Failure of subscribers to pay the amounts towards the shares subscribed them does not mean that the substratum is lost.
If such a view is taken, the employees, creditors and general public who have entered into various contracts, obligations/transactions with the Company will be put in a rather disadvantageous position. Such a view will encourage unscrupulous persons to form companies with huge subscribed capital,raise money from the public and then repudiate their obligation to honour their commitments with impunity.
Mere failure to pay for the shares undertaken to be paid by the subscriber at the time of formation of a company shall not therefore be construed as loss of substratum. The company should exhaust all the legal remedies to enforce the statutory obligation on the part of the subscriber to pay for the shares subscribed by him.

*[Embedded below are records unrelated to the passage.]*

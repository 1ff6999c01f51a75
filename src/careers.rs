// 🚀 Careers Registry - firm name → careers page
//
// Static lookup data, injected into the front end. The built-in table can
// be extended or overridden from a JSON object file ({"Firm": "https://..."}).

use std::collections::HashMap;
use std::fs;
use std::path::Path;
use tracing::info;

use crate::error::Result;

const DEFAULT_CAREER_PAGES: &[(&str, &str)] = &[
    // Prop shops & hedge funds
    ("Jane Street", "https://www.janestreet.com/join-jane-street/"),
    ("Citadel", "https://www.citadel.com/careers/"),
    ("Two Sigma", "https://www.twosigma.com/careers/"),
    ("D.E. Shaw Group", "https://www.deshaw.com/careers"),
    ("Jump Trading", "https://www.jumptrading.com/careers/"),
    ("Hudson River Trading", "https://www.hudsonrivertrading.com/careers/"),
    ("Optiver", "https://www.optiver.com/working-at-optiver/career-opportunities/"),
    ("Renaissance Technologies", "https://www.rentec.com/Careers.action"),
    ("AQR Capital Management", "https://careers.aqr.com/"),
    ("Millennium", "https://www.mlp.com/careers/"),
    ("Point72", "https://point72.com/students-early-career/"),
    ("Bridgewater", "https://www.bridgewater.com/careers"),
    ("Virtu Financial", "https://www.virtu.com/careers/"),
    ("Tower Research Capital", "https://www.tower-research.com/careers"),
    ("IMC Trading", "https://careers.imc.com/"),
    ("DRW", "https://drw.com/careers/"),
    ("Headlands Technologies", "https://www.headlandstech.com/#careers"),
    ("WorldQuant", "https://www.worldquant.com/careers/"),
    ("Schonfeld Strategic Advisors", "https://www.schonfeld.com/careers/"),
    ("Verition Fund Management", "https://www.verition.com/careers/"),
    ("Susquehanna International Group", "https://sig.com/careers/"),
    ("Akuna Capital", "https://akunacapital.com/careers"),
    ("XTX Markets", "https://www.xtxmarkets.com/careers/"),
    ("Flow Traders", "https://www.flowtraders.com/careers"),
    ("Belvedere Trading", "https://www.belvederetrading.com/careers/"),
    ("G-Research", "https://www.gresearch.co.uk/join-us/"),
    ("Squarepoint", "https://www.squarepoint-capital.com/careers"),
    ("Tibra Capital", "https://www.tibra.com/careers/"),
    ("Da Vinci", "https://davincitrading.com/careers/"),
    ("Wolverine Trading", "https://www.wolve.com/careers"),
    ("3Red Partners", "https://www.3redpartners.com/careers/"),
    ("Geneva Trading", "https://www.genevatrading.com/careers/"),
    ("Old Mission Capital", "https://www.oldmissioncapital.com/careers/"),
    ("Tradebot", "https://www.tradebot.com/careers"),
    ("Maven Securities", "https://www.mavensecurities.com/careers/"),
    ("Quantlab Financial", "https://www.quantlab.com/careers/"),
    ("TransMarket Group", "https://www.transmarketgroup.com/careers/"),
    ("XR Trading", "https://www.xrtrading.com/benefits"),
    ("FNY Capital", "https://www.fnycapital.com/careers/"),
    ("DV Trading", "https://dvtrading.co/join-dv/"),
    ("Radix Trading", "https://radixtrading.co/#careers"),
    // Quant asset managers
    ("Winton", "https://www.winton.com/opportunities"),
    ("Arrowstreet Capital", "https://www.arrowstreetcapital.com/professional-careers/"),
    // Global investment banks
    ("Goldman Sachs", "https://www.goldmansachs.com/careers/"),
    ("Morgan Stanley", "https://www.morganstanley.com/people-opportunities"),
    ("JPMorgan Chase", "https://careers.jpmorgan.com/"),
    ("Bank of America", "https://campus.bankofamerica.com/"),
    ("Citi", "https://jobs.citi.com/"),
    ("Barclays", "https://home.barclays/careers/"),
    ("Deutsche Bank", "https://careers.db.com/"),
    ("HSBC", "https://home.barclays/careers/"),
    // India
    ("Graviton Research Capital", "https://www.gravitontrading.com/careers.html"),
    ("WorldQuant India", "https://www.worldquant.com/careers/"),
    ("Tower Research Capital India", "https://www.tower-research.com/careers"),
    ("AlphaGrep Securities", "https://www.alpha-grep.com/career/"),
    ("Futures First", "https://www.futuresfirst.com/career/"),
    ("Edelweiss Group", "https://www.edelweissfin.com/careers"),
    ("HDFC Asset Management", "https://www.hdfcfund.com/about-us/careers"),
    ("Kotak Mahindra AMC", "https://www.kotakmf.com/careers"),
    ("State Bank of India", "https://bank.sbi/careers"),
    ("Zerodha", "https://zerodha.com/careers/"),
    ("Upstox", "https://upstox.com/careers"),
    ("Groww", "https://groww.in/careers"),
    ("Angel One", "https://www.angelone.in/careers/"),
    // South Africa
    ("RMB", "https://www.rmb.co.za/careers/"),
    ("Allan Gray", "https://www.allangray.co.za/careers/"),
    ("Coronation Fund Managers", "https://www.coronation.com/careers/"),
    ("Futuregrowth Asset Management", "https://www.futuregrowth.co.za/careers/"),
    ("Sygnia", "https://www.sygnia.co.za/careers/"),
    ("Old Mutual", "https://www.oldmutual.com/careers"),
    ("PSG", "https://www.psg.co.za/careers/"),
    ("Absa Group", "https://www.absa.africa/absaafrica/careers/"),
    ("Standard Bank Group", "https://www.standardbank.com/sbg/standard-bank-group/careers"),
    ("Discovery Limited", "https://www.discovery.co.za/corporate/careers"),
    ("Capitec", "https://www.capitecbank.co.za/about-us/careers/"),
    ("African Bank", "https://www.africanbank.co.za/en/home/about-us/careers/"),
    ("Sasfin", "https://www.sasfin.com/careers/"),
];

/// Careers page lookup by firm display name
#[derive(Debug, Clone, Default)]
pub struct CareerRegistry {
    pages: HashMap<String, String>,
}

impl CareerRegistry {
    /// Registry holding the built-in table
    pub fn new() -> Self {
        let mut registry = CareerRegistry::default();
        for (name, url) in DEFAULT_CAREER_PAGES {
            registry.register(*name, *url);
        }
        registry
    }

    pub fn empty() -> Self {
        CareerRegistry::default()
    }

    pub fn register(&mut self, name: impl Into<String>, url: impl Into<String>) {
        self.pages.insert(name.into(), url.into());
    }

    /// Merge a JSON object of name → URL over the current entries
    pub fn merge_json(&mut self, json: &str) -> Result<usize> {
        let extra: HashMap<String, String> = serde_json::from_str(json)?;
        let count = extra.len();
        self.pages.extend(extra);
        Ok(count)
    }

    /// Built-in table plus the entries from `path`
    pub fn load(path: &Path) -> Result<Self> {
        let mut registry = CareerRegistry::new();
        let json = fs::read_to_string(path)?;
        let count = registry.merge_json(&json)?;
        info!(path = %path.display(), count, "Loaded careers table");
        Ok(registry)
    }

    /// Exact name first, then case-insensitive
    pub fn lookup(&self, firm_name: &str) -> Option<&str> {
        if let Some(url) = self.pages.get(firm_name) {
            return Some(url.as_str());
        }
        self.pages
            .iter()
            .find(|(name, _)| name.eq_ignore_ascii_case(firm_name))
            .map(|(_, url)| url.as_str())
    }

    pub fn count(&self) -> usize {
        self.pages.len()
    }
}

When a person subscribes his name to the memorandum of association and agrees to pay for the shares subscribed by him a statutory obligation arises between him and the company immediately on its incorporation.
A subscriber’s liability is therefore a subsisting liability till the agreed amount is paid or the liquidation process is completed.
A conjoint reading of sections 41,426 and 428 of the Act supports the above view.
The process of incorporation is a classical example of “fiction of law”. When a person undertakes to pay for the shares subscribed him, the company is not in existence. The RoC, who issues the certificate on the basis of the duly executed memorandum of association which includes the subscription clause, is definitely not a party to the transaction.
Even though the words “agree to take” occurs in the subscription clause of Table B of Schedule A to the Companies Act, 1956, in fact, there is no agreement at all since the company was not in existence at the time of execution of memorandum and the certificate of incorporation is always issued after the memorandum and other documents are duly executed.
Can we conclude that the subscriber enters into a contract with a company agreeing to pay for the shares when the company is not yet born? The process of incorporation being a legal process is totally different from what is known as pre incorporation contracts.
Even in respect of such pre incorporation contracts, the promoter enters into a contract with a third party on behalf a company yet to be formed. Here, at the time of formation, there is no other party involved. The RoC on being “satisfied” that the requirements of the Act are fulfilled issues the certificate of incorporation which gives legal life to the artificial entity with limited liablility.
I therefore prefer to use the term “statutory obligation” rather than contractual obligation to describe the legal effect of subscription clause in the memorandum of association of a company limited by shares.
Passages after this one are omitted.